Writing from the edge of civilisation: Nicole Crowe

I grew up in the arse end of nowhere. Magnetic Island. Before you go to the trouble of looking it up, I can tell you it’s not off Cairns and it’s not part of the Whitsundays, either. You’ll find it between those two famous holiday spots, just off the coast of Townsville. A semi-isolated community of around 1500 people, the list of things Magnetic Island didn’t have was long: shopping centres, cheeseburgers, a proper supermarket, traffic lights, more than one cop. It did have three pubs, two chip shops, a bakery, post office, twenty-three largely untouched beaches, and maybe two or three million giant granite boulders.

It sounds exotic but by the time I turned sixteen I bloody hated it.

Because I read too much. Almost none of the stories or characters in the books I read reflected my experiences of living and growing up in regional north Queensland. Neither did any of the movies or TV shows I watched. So, I began to think of the stories of my region as inferior. I knew there were no authors from Magnetic Island but figured there had to be a handful from the wider region. But when I went looking, I could only find Thea Astley. And she was originally from Brisbane.

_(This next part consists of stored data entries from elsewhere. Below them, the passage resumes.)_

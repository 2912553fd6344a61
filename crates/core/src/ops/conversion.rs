//! Currency conversion through an externally supplied rate table.
//!
//! Rates are quoted against one common base: `USD = 1`, `EUR = 0.9155`
//! means one USD buys 0.9155 EUR. Conversion goes through the base:
//! `amount / rate(source) * rate(target)`. The result is not rounded.

use std::collections::HashMap;
use std::sync::Arc;

use rust_decimal::Decimal;
use tally_shared::{Currency, MoneyError, MoneyResult};

use crate::money::Money;

/// Exchange rates keyed by currency code.
#[derive(Debug, Clone, Default)]
pub struct RateTable {
    rates: HashMap<String, Decimal>,
}

impl RateTable {
    /// Creates an empty rate table.
    #[must_use]
    pub fn new() -> Self {
        Self::default()
    }

    /// Sets the rate for `code`, replacing any previous value.
    pub fn insert(&mut self, code: impl Into<String>, rate: Decimal) {
        self.rates.insert(code.into(), rate);
    }

    /// Returns the rate for `code`, if present.
    #[must_use]
    pub fn rate(&self, code: &str) -> Option<Decimal> {
        self.rates.get(code).copied()
    }

    /// Number of rates in the table.
    #[must_use]
    pub fn len(&self) -> usize {
        self.rates.len()
    }

    /// Returns true if the table holds no rates.
    #[must_use]
    pub fn is_empty(&self) -> bool {
        self.rates.is_empty()
    }

    fn positive_rate(&self, code: &str) -> MoneyResult<Decimal> {
        let rate = self
            .rate(code)
            .ok_or_else(|| MoneyError::MissingExchangeRate(code.to_string()))?;
        if rate <= Decimal::ZERO {
            return Err(MoneyError::InvalidExchangeRate {
                code: code.to_string(),
                rate,
            });
        }
        Ok(rate)
    }
}

impl<S: Into<String>> FromIterator<(S, Decimal)> for RateTable {
    fn from_iter<I: IntoIterator<Item = (S, Decimal)>>(iter: I) -> Self {
        Self {
            rates: iter.into_iter().map(|(code, rate)| (code.into(), rate)).collect(),
        }
    }
}

/// Converts `money` into `target` using `rates`.
///
/// # Errors
///
/// Returns `MissingExchangeRate` if the target or source code has no rate
/// (the target is checked first), and `InvalidExchangeRate` if a rate is not
/// strictly positive.
pub fn convert(money: &Money, target: Arc<Currency>, rates: &RateTable) -> MoneyResult<Money> {
    let target_rate = rates.positive_rate(target.code())?;
    let source_rate = rates.positive_rate(money.currency().code())?;

    if money.currency().same_code(&target) {
        return Ok(Money::from_trusted(money.amount(), target));
    }

    let converted = money
        .amount()
        .checked_div(source_rate)
        .and_then(|base| base.checked_mul(target_rate))
        .ok_or(MoneyError::Overflow)?;

    Ok(Money::from_trusted(converted, target))
}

When I decided to turn my hand to writing I set my early stories in fictional towns so that nobody would know I was from Magnetic Island. And I copied the styles of ‘serious authors’ like Peter Carey and Christos Tsiolkas and Tim Winton because (*cough* internalised misogyny) those guys lived in the serious parts of the country where the serious art got made.

So, I did gritty.

I did serious.

I even did Tolstoy. I wrote a ten-page manifesto (or close to it) on the transformative power of a lady’s sapphire hair pin.

Suffice to say my attempts at literary fiction and pretending I knew anything about Perth/Melbourne/Moscow were less gritty than grim.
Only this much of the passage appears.